For a moment they were both silent. Benny had been in some pretty weird situations but this one took the biscuit.

"Perhaps that's all that an angel is," Fatima volunteered at last. "An ordinary man that Allah trusts."

"Well, if that's so I'm not very impressed with him as a judge of character."

Fatima smiled. Across the courtyard Benny saw more figures appear close to the refuse bins - tall, striding male figures, talking in a mixture of English and a language that Benny did not know. Two of them. They were coming straight towards the van.

"My father," Fatima explained with a commendable calmness, "and Rehan. He came to our flat to speak with my parents tonight..."

Instinctively Benny reached for the ignition. The engine was still warm and started instantly. "I kind of think maybe it's time we weren't around," he said weakly.

"Please wait. Let my father speak." She rolled down her window and a few drops of rain blew across on to Benny's face.

The men stopped a few feet from the van and stared in open-mouthed disbelief. It was Rehan who spoke first. Benny could tell by his pitted, crater-like skin, probably the legacy of childhood smallpox. "Is this the daughter you would have me wed?" he intoned in a deep sepulchral bass, "a woman who meets alone with men in a public car park when her sisters have gone to sleep?"

Her father's jaw trembled but it took him a long time to find the words. "I have never felt such shame," he whispered. "Leave us, Rehan. I ask only that you will not talk of what you have seen tonight. Leave my home in peace and friendship. There is nothing for us to discuss. I can give you only my blessing. My eldest daughter is dead." So saying he turned to go.

"I have done nothing wrong, father," she shouted after him, but he was not listening. Benny watched the two of them out of sight. Fatima rolled her window up again. When Benny looked at her the tears were streaming silently down her face.

"Fatima," he put his hand on her shoulder, "that's a terrible thing for your father to say. I know you must feel awful... but, well, isn't it the will of Allah?"

She nodded and tried to dry her tears on the backs of her hands.

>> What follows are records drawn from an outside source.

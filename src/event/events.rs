use egui::Pos2;

use crate::element::ElementKind;
use crate::id_generator::ElementId;

/// Messages flowing through the editor's event queue
#[derive(Debug, Clone, PartialEq)]
pub enum EditorEvent {
    /// An element was clicked and should become the active one
    SelectionChanged(ElementId),
    /// The selected element was destroyed and the selection dropped
    SelectionCleared(ElementId),
    /// A drag gesture ended; reporting only, the element itself is not moved
    PositionReported {
        id: ElementId,
        kind: ElementKind,
        position: Pos2,
    },
    ElementAdded {
        id: ElementId,
        kind: ElementKind,
    },
    ElementRemoved {
        id: ElementId,
        kind: ElementKind,
    },
    /// An image source failed to fetch or decode; no element was created
    ResourceLoadFailed {
        url: String,
        reason: String,
    },
}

"It seems to be a night for break-ups," Benny said sadly. "Put on your seat belt, Fatima. This isn't the best place for us to be."

"Where are we going?"

"Don't ask me sweetheart. I haven't the foggiest. What have you got in that bag?" As he spoke he nosed the van out of the courtyard and rejoined the dual carriageway, which was now completely deserted.

"In this?" She held it up. "My passport, my Birth Certificate. My school reports and exam results... a little bit of money... my toothbrush... everything I thought I would need."

"You and Allah planned this between you, didn't you?"

She nodded. She was almost smiling. "You are wrong about Allah," she scolded him gently, "he is a very good judge of character."